Barriers to Health Care Access
Any change in the law that confuses or negates existing agreements between non-married couples—gay or straight—can cause a disruption in the lives of the men, women and children who are in these relationships. Thus, Amendment One has the potential to:
- prevent courts from enforcing private agreements between unmarried couples
- interfere with child custody and visitation rights
- invalidate domestic partnership benefits offered by local municipalities
- prevent courts from enforcing private employer benefits to the partners and children of an employee
The wording of Amendment One as approved by the North Carolina legislature states that the amendment "does not prohibit a private party from entering into contracts with another private party; nor does this section prohibit courts from adjudicating the rights of private parties pursuant to such contracts." However, legal scholars question the effectiveness of such wording. Professors Maxine Eichner, Barbara Fedders and Holning Lau at the University of North Carolina School of Law have suggested the language is "problematically vague ... and untested."
And while Amendment One would not prohibit a private employer or insurance company from providing domestic partnership benefits, business experts worry that the very existence of a marriage amendment could keep businesses that do offer such benefits from wanting to establish locations in North Carolina.
What this tells me is that there is a strong chance of unpredictability in parental rights and family benefits if Amendment One is passed. If ultimate protection isn't ensured for North Carolina families of all makeups, many of our state's children and adults may experience an unnecessary lack of medical coverage.
Domestic Violence Laws in Jeopardy
Currently, domestic violence laws apply to North Carolina citizens of any sexual orientation, regardless of marital status. This includes people who are in common law marriages. By imposing a narrow definition of marriage, Amendment One may inadvertently remove protections from citizens who will not fall within the strict legal parameters of the amendment. These concerns are not unfounded.
In 2004, the voters of Ohio passed a similar, albeit less restrictive, amendment to their state constitution. As a result, numerous trial courts—and two appellate courts—in Ohio found that the state's domestic violence laws had become unconstitutional when applied to unmarried couples, whether gay or straight.
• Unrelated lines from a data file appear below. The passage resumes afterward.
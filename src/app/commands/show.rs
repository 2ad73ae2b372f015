use std::path::Path;

use crate::app::config::load_config;
use crate::domain::config::to_artifact_string;
use crate::domain::{AppError, ConfigFormat};

/// Render the normalized descriptor at `path`, in `format` or its own format.
pub fn execute(path: &Path, format: Option<ConfigFormat>) -> Result<String, AppError> {
    let config = load_config(path)?;
    let format = match format {
        Some(format) => format,
        None => ConfigFormat::from_path(path)?,
    };
    Ok(to_artifact_string(&config, format)?)
}
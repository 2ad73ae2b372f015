use std::path::{Path, PathBuf};

use crate::domain::{AppError, ContentGlob};
use crate::ports::ContentScanner;

/// In-memory `ContentScanner` over a fixed file list.
#[derive(Debug, Default, Clone)]
pub struct FakeScanner {
    files: Vec<PathBuf>,
}

impl FakeScanner {
    pub fn with_files(files: &[&str]) -> Self {
        Self { files: files.iter().map(PathBuf::from).collect() }
    }
}

impl ContentScanner for FakeScanner {
    fn scan(&self, _root: &Path, glob: &ContentGlob) -> Result<Vec<PathBuf>, AppError> {
        let matcher = glob.compile()?;
        let mut matched: Vec<PathBuf> =
            self.files.iter().filter(|file| matcher.is_match(file)).cloned().collect();
        matched.sort();
        Ok(matched)
    }
}
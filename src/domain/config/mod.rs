pub mod build_config;
pub mod color;
pub mod content;
pub mod dark_mode;
pub mod dto;
pub mod error;
pub mod format;
pub mod palette;
pub mod parse;
pub mod paths;
pub mod plugin;
pub mod scalar;

pub use build_config::{BuildConfig, ThemeConfig, ThemeExtend};
pub use color::ColorLiteral;
pub use content::ContentGlob;
pub use dark_mode::DarkModeStrategy;
pub use dto::BuildConfigDto;
pub use error::ConfigError;
pub use format::ConfigFormat;
pub use palette::{ColorValue, ColorValueDto, MergePolicy, Palette, ShadeKey};
pub use parse::{fingerprint, parse_config_content, to_artifact_string};
pub use plugin::PluginRef;
pub use scalar::RawScalar;
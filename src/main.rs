fn main() {
    utilcfg::app::cli::run();
}
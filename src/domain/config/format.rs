use std::fmt;
use std::path::Path;

use super::ConfigError;

/// Serialization format of a build descriptor file.
#[derive(Debug, Clone, Copy, Default, PartialEq, Eq, Hash)]
pub enum ConfigFormat {
    #[default]
    Toml,
    Json,
    Yaml,
}

impl ConfigFormat {
    pub const ALL: [ConfigFormat; 3] = [ConfigFormat::Toml, ConfigFormat::Json, ConfigFormat::Yaml];

    /// Canonical file extension, without the dot.
    pub fn extension(&self) -> &'static str {
        match self {
            ConfigFormat::Toml => "toml",
            ConfigFormat::Json => "json",
            ConfigFormat::Yaml => "yaml",
        }
    }

    pub fn label(&self) -> &'static str {
        match self {
            ConfigFormat::Toml => "TOML",
            ConfigFormat::Json => "JSON",
            ConfigFormat::Yaml => "YAML",
        }
    }

    pub fn from_extension(extension: &str) -> Option<ConfigFormat> {
        match extension.to_ascii_lowercase().as_str() {
            "toml" => Some(ConfigFormat::Toml),
            "json" => Some(ConfigFormat::Json),
            "yaml" | "yml" => Some(ConfigFormat::Yaml),
            _ => None,
        }
    }

    /// Detect the format from a file path's extension.
    pub fn from_path(path: &Path) -> Result<ConfigFormat, ConfigError> {
        path.extension()
            .and_then(|ext| ext.to_str())
            .and_then(ConfigFormat::from_extension)
            .ok_or_else(|| ConfigError::UnsupportedFormat { path: path.display().to_string() })
    }
}

impl fmt::Display for ConfigFormat {
    fn fmt(&self, f: &mut fmt::Formatter<'_>) -> fmt::Result {
        f.write_str(self.extension())
    }
}
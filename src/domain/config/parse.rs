//! Pure parse/validate/serialize for build descriptors.

use sha2::{Digest, Sha256};

use super::{BuildConfig, BuildConfigDto, ConfigError, ConfigFormat};

/// Parse and validate a build descriptor from `content` in `format`.
pub fn parse_config_content(
    content: &str,
    format: ConfigFormat,
) -> Result<BuildConfig, ConfigError> {
    let parse_error = |details: String| ConfigError::Parse { format: format.label(), details };

    let dto: BuildConfigDto = match format {
        ConfigFormat::Toml => toml::from_str(content).map_err(|err| parse_error(err.to_string()))?,
        ConfigFormat::Json => {
            serde_json::from_str(content).map_err(|err| parse_error(err.to_string()))?
        }
        ConfigFormat::Yaml => {
            serde_yaml::from_str(content).map_err(|err| parse_error(err.to_string()))?
        }
    };
    BuildConfig::try_from(dto)
}

/// Serialize `config` back to the artifact form.
pub fn to_artifact_string(
    config: &BuildConfig,
    format: ConfigFormat,
) -> Result<String, ConfigError> {
    let serialize_error =
        |details: String| ConfigError::Serialize { format: format.label(), details };

    match format {
        ConfigFormat::Toml => {
            toml::to_string_pretty(config).map_err(|err| serialize_error(err.to_string()))
        }
        ConfigFormat::Json => serde_json::to_string_pretty(config)
            .map(|json| json + "\n")
            .map_err(|err| serialize_error(err.to_string())),
        ConfigFormat::Yaml => {
            serde_yaml::to_string(config).map_err(|err| serialize_error(err.to_string()))
        }
    }
}

/// SHA-256 of the canonical JSON form, as lowercase hex.
///
/// Structurally equal configs always share a fingerprint, regardless of the
/// format or key order they were loaded from.
pub fn fingerprint(config: &BuildConfig) -> Result<String, ConfigError> {
    let canonical = serde_json::to_string(config).map_err(|err| ConfigError::Serialize {
        format: ConfigFormat::Json.label(),
        details: err.to_string(),
    })?;
    let mut hasher = Sha256::new();
    hasher.update(canonical.as_bytes());
    let digest = hasher.finalize();
    Ok(digest.iter().map(|byte| format!("{:02x}", byte)).collect())
}
//! Input abstractions for LOWESS fitting and prediction.
//!
//! ## Purpose
//!
//! This module provides a unified abstraction for numeric inputs, allowing
//! `fit` and `predict` to accept slices, vectors and `ndarray` arrays through
//! a single interface.
//!
//! ## Design notes
//!
//! * **Zero-copy where possible**: Provides direct slice access to underlying data buffers.
//! * **Fail-fast validation**: Non-contiguous `ndarray` views are rejected instead of copied.
//!
//! ## Invariants
//!
//! * Returned slices represent all elements in the input container, in order.

// External dependencies
use ndarray::{ArrayBase, Data, Ix1};
use num_traits::Float;

// Internal dependencies
use crate::primitives::errors::LowessError;

/// Trait for types that can be used as numeric input for LOWESS models.
pub trait LowessInput<T: Float> {
    /// Convert the input to a contiguous slice.
    fn as_lowess_slice(&self) -> Result<&[T], LowessError>;
}

impl<T: Float> LowessInput<T> for [T] {
    fn as_lowess_slice(&self) -> Result<&[T], LowessError> {
        Ok(self)
    }
}

impl<T: Float, const N: usize> LowessInput<T> for [T; N] {
    fn as_lowess_slice(&self) -> Result<&[T], LowessError> {
        Ok(self.as_slice())
    }
}

impl<T: Float> LowessInput<T> for Vec<T> {
    fn as_lowess_slice(&self) -> Result<&[T], LowessError> {
        Ok(self.as_slice())
    }
}

impl<T: Float, S> LowessInput<T> for ArrayBase<S, Ix1>
where
    S: Data<Elem = T>,
{
    fn as_lowess_slice(&self) -> Result<&[T], LowessError> {
        self.as_slice().ok_or_else(|| {
            LowessError::InvalidInput("ndarray input must be contiguous in memory".to_string())
        })
    }
}
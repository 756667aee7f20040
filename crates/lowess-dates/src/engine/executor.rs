//! Execution engine for LOWESS fits and predictions.
//!
//! ## Purpose
//!
//! This module orchestrates one LOWESS fit: it resolves anchors, builds the
//! tricube loading weights, applies external and robustness weights, solves
//! one local regression per anchor and runs the robust reweighting loop. It
//! also implements prediction by kernel-blending the fitted anchor lines.
//!
//! ## Design notes
//!
//! * **Explicit loop**: Robust iterations run in a bounded loop; only the last
//!   pass's loading weights and design matrix are kept.
//! * **Pluggable solver**: The per-anchor pass is generic over
//!   [`LocalRegression`], so custom strategies reuse the whole engine.
//! * **Parallel rows**: Anchor rows are independent and run through the
//!   configured [`Backend`].
//!
//! ## Key concepts
//!
//! * **Loading weights** (`anchors × samples`): tricube weights scaled by
//!   `external × robust` per sample, then normalized per anchor row.
//! * **Design matrix** (`anchors × 2`): intercept and slope per anchor.
//! * **Blend** (`predictions × anchors`): tricube weights between prediction
//!   points and anchors, normalized per prediction point.
//!
//! ## Invariants
//!
//! * Loading weight rows sum to 1 or are all zero.
//! * The same inputs always produce a bit-identical design matrix.
//!
//! ## Non-goals
//!
//! * This module does not validate builder duplicates (handled by `api`).

// External dependencies
use std::borrow::Cow;

use ndarray::{Array2, ArrayView1, Axis};
use num_traits::Float;
use serde::{Deserialize, Serialize};
use tracing::{debug, trace, warn};

// Internal dependencies
use crate::algorithms::regression::{LocalRegression, RegressionMethod, SolveStatus, WLSSolver};
use crate::algorithms::robustness::{robust_weights, DEFAULT_MAX_STD_DEV};
use crate::engine::output::FittedLowess;
use crate::engine::validator::Validator;
use crate::math::kernel::{blend_weights, normalize_rows, scale_columns, tricube_weights};
use crate::primitives::anchors::AnchorSpec;
use crate::primitives::backend::Backend;
use crate::primitives::errors::LowessError;

/// Default bandwidth fraction for a plain LOWESS fit.
pub const DEFAULT_FRACTION: f64 = 0.4;

/// Default number of fit passes (one plain fit plus two robust refits).
pub const DEFAULT_ROBUST_ITERS: usize = 3;

// ============================================================================
// Configuration
// ============================================================================

/// Configuration for one LOWESS fit.
#[derive(Debug, Clone, PartialEq, Serialize, Deserialize)]
pub struct LowessConfig<T> {
    /// Bandwidth fraction in (0, 1].
    pub fraction: f64,

    /// Anchor derivation.
    pub anchors: AnchorSpec<T>,

    /// Number of fit passes in [1, 1000]; passes after the first are robust refits.
    pub robust_iters: usize,

    /// Residual clip bound for robustness weights, in residual standard deviations.
    pub max_std_dev: T,

    /// Local regression strategy.
    pub method: RegressionMethod,

    /// Execution backend for anchor rows.
    pub backend: Backend,
}

impl<T: Float> Default for LowessConfig<T> {
    fn default() -> Self {
        Self {
            fraction: DEFAULT_FRACTION,
            anchors: AnchorSpec::Samples,
            robust_iters: DEFAULT_ROBUST_ITERS,
            max_std_dev: T::from(DEFAULT_MAX_STD_DEV).unwrap_or_else(T::one),
            method: RegressionMethod::Linear,
            backend: Backend::default(),
        }
    }
}

impl<T: Float> LowessConfig<T> {
    /// Validate every configuration field.
    pub fn validate(&self) -> Result<(), LowessError> {
        Validator::validate_fraction(self.fraction)?;
        Validator::validate_iterations(self.robust_iters)?;
        Validator::validate_max_std_dev(self.max_std_dev)?;
        self.anchors.validate()?;
        self.method.validate()
    }
}

/// Per-sample weights supplied by the caller.
#[derive(Debug, Clone, Copy)]
pub struct SampleWeights<'a, T> {
    /// Caller bias per sample (e.g. recency); all ones when absent.
    pub external: Option<&'a [T]>,

    /// Robustness weights for the first pass; all ones when absent.
    pub robust: Option<&'a [T]>,
}

impl<T> Default for SampleWeights<'_, T> {
    fn default() -> Self {
        Self {
            external: None,
            robust: None,
        }
    }
}

/// Output of one fit pass.
#[derive(Debug, Clone)]
pub struct FitPass<T> {
    /// Normalized loading weights, `anchors × samples`.
    pub loading_weights: Array2<T>,

    /// Coefficients, `anchors × 2`.
    pub design: Array2<T>,

    /// Whether each anchor had any positive weight.
    pub active: Vec<bool>,
}

// ============================================================================
// Executor
// ============================================================================

/// Stateless LOWESS fit/predict engine.
pub struct LowessExecutor;

impl LowessExecutor {
    // ========================================================================
    // Fit
    // ========================================================================

    /// Fit a LOWESS model.
    pub fn fit<T: WLSSolver>(
        config: &LowessConfig<T>,
        x: &[T],
        y: &[T],
        weights: SampleWeights<'_, T>,
    ) -> Result<FittedLowess<T>, LowessError> {
        config.validate()?;
        Validator::validate_inputs(x, y)?;
        let n = x.len();

        let external = resolve_weights(weights.external, n, "external_weights")?;
        let mut robust = resolve_weights(weights.robust, n, "robust_weights")?.into_owned();

        let anchors = config.anchors.resolve(x)?;
        let base = tricube_weights(&anchors, x, config.fraction);

        debug!(
            samples = n,
            anchors = anchors.len(),
            fraction = config.fraction,
            robust_iters = config.robust_iters,
            method = config.method.name(),
            "fitting lowess"
        );

        let mut pass = None;
        for iteration in 0..config.robust_iters {
            let sample_weights: Vec<T> = external
                .iter()
                .zip(robust.iter())
                .map(|(&e, &r)| e * r)
                .collect();

            let current = Self::fit_pass(&config.method, x, y, &base, &sample_weights, config.backend)?;
            trace!(iteration, "lowess pass complete");

            if iteration + 1 < config.robust_iters {
                let y_fit = Self::predict_blend(
                    &anchors,
                    &current.active,
                    &current.design,
                    config.fraction,
                    x,
                );
                robust = robust_weights(y, &y_fit, config.max_std_dev);
            }
            pass = Some(current);
        }

        // robust_iters >= 1 is validated above
        let pass = pass.ok_or(LowessError::InvalidIterations(config.robust_iters))?;

        Ok(FittedLowess {
            fraction: config.fraction,
            anchors,
            loading_weights: pass.loading_weights,
            design: pass.design,
            active: pass.active,
            method: config.method,
            robustness_weights: robust,
            iterations: config.robust_iters,
        })
    }

    /// One pass: weight, normalize and solve every anchor row.
    ///
    /// `base` holds un-normalized tricube weights (`anchors × samples`) and
    /// `sample_weights` the combined per-sample multipliers.
    pub fn fit_pass<T, R>(
        solver: &R,
        x: &[T],
        y: &[T],
        base: &Array2<T>,
        sample_weights: &[T],
        backend: Backend,
    ) -> Result<FitPass<T>, LowessError>
    where
        T: WLSSolver,
        R: LocalRegression<T> + ?Sized,
    {
        let mut loading_weights = base.clone();
        scale_columns(&mut loading_weights, sample_weights);
        let degenerate = normalize_rows(&mut loading_weights);
        if degenerate > 0 {
            warn!(rows = degenerate, "anchor rows with no positive weight");
        }

        let active: Vec<bool> = loading_weights
            .axis_iter(Axis(0))
            .map(|row| row.iter().any(|&w| w > T::zero()))
            .collect();

        let lw = &loading_weights;
        let solutions = backend.try_map_indexed(lw.nrows(), |a| {
            let row = row_slice(lw.row(a));
            solver.solve_row(x, y, &row)
        })?;

        let mut design = Array2::zeros((solutions.len(), 2));
        let (mut least_squares, mut capped) = (0usize, 0usize);
        for (a, solution) in solutions.iter().enumerate() {
            design[[a, 0]] = solution.coefficients.intercept;
            design[[a, 1]] = solution.coefficients.slope;
            match solution.status {
                SolveStatus::LeastSquares => least_squares += 1,
                SolveStatus::IterationCap => capped += 1,
                SolveStatus::Solved | SolveStatus::ZeroWeights => {}
            }
        }
        if least_squares > 0 {
            warn!(rows = least_squares, "singular normal equations, used least squares");
        }
        if capped > 0 {
            warn!(rows = capped, "quantile solver stopped at its iteration cap");
        }

        Ok(FitPass {
            loading_weights,
            design,
            active,
        })
    }

    // ========================================================================
    // Predict
    // ========================================================================

    /// Blend the anchor lines at every prediction point.
    ///
    /// Inactive anchors (no positive loading weight) never contribute. A
    /// prediction point with no active anchor inside the bandwidth uses the
    /// line of its nearest active anchor.
    pub fn predict_blend<T: Float>(
        anchors: &[T],
        active: &[bool],
        design: &Array2<T>,
        fraction: f64,
        x_pred: &[T],
    ) -> Vec<T> {
        let (blend, degenerate) = blend_weights(anchors, active, x_pred, fraction);
        if degenerate > 0 {
            trace!(points = degenerate, "prediction points outside every anchor bandwidth");
        }

        let line = |a: usize, xp: T| design[[a, 0]] + design[[a, 1]] * xp;

        x_pred
            .iter()
            .enumerate()
            .map(|(p, &xp)| {
                let weights = blend.row(p);
                let total = weights.iter().fold(T::zero(), |acc, &w| acc + w);
                if total > T::zero() {
                    weights
                        .iter()
                        .enumerate()
                        .fold(T::zero(), |acc, (a, &w)| acc + w * line(a, xp))
                } else {
                    nearest_active(anchors, active, xp).map_or_else(T::zero, |a| line(a, xp))
                }
            })
            .collect()
    }
}

// ============================================================================
// Helpers
// ============================================================================

fn resolve_weights<'a, T: Float>(
    weights: Option<&'a [T]>,
    n: usize,
    name: &'static str,
) -> Result<Cow<'a, [T]>, LowessError> {
    match weights {
        Some(w) => {
            Validator::validate_sample_weights(w, n, name)?;
            Ok(Cow::Borrowed(w))
        }
        None => Ok(Cow::Owned(vec![T::one(); n])),
    }
}

fn row_slice<T: Float>(row: ArrayView1<'_, T>) -> Cow<'_, [T]> {
    match row.to_slice() {
        Some(slice) => Cow::Borrowed(slice),
        None => Cow::Owned(row.to_vec()),
    }
}

fn nearest_active<T: Float>(anchors: &[T], active: &[bool], x: T) -> Option<usize> {
    anchors
        .iter()
        .enumerate()
        .filter(|(i, _)| active.get(*i).copied().unwrap_or(false))
        .min_by(|(_, a), (_, b)| {
            (**a - x)
                .abs()
                .partial_cmp(&(**b - x).abs())
                .unwrap_or(std::cmp::Ordering::Equal)
        })
        .map(|(i, _)| i)
}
Fortunately, Ohio's Supreme Court later overturned those rulings. But for a full three years, batterers avoided prosecution, and the lives of many domestic violence victims were in limbo.
In North Carolina, such an Amendment could undo much of the progress our state legislature has made in holding batterers fully accountable. We cannot risk creating an environment where unmarried domestic violence victims would be unable to enforce protective orders, and domestic violence perpetrators would receive misdemeanor, rather than felony, convictions.
Should Amendment One pass, it will be difficult for legislators to later adjust the amendment for any problems that arise. The General Assembly cannot change constitutional amendments in the same way it can statutes.
It is important to remember that North Carolina already has a law that limits marriage to opposite-sex couples. This constitutional amendment is an unnecessary proposal which I believe will result in detrimental health consequences for many citizens in our state.
You can see why I'm concerned about Amendment One. If you, too, are concerned about the impact of this amendment, you should vote against Amendment One on Tuesday May 8th.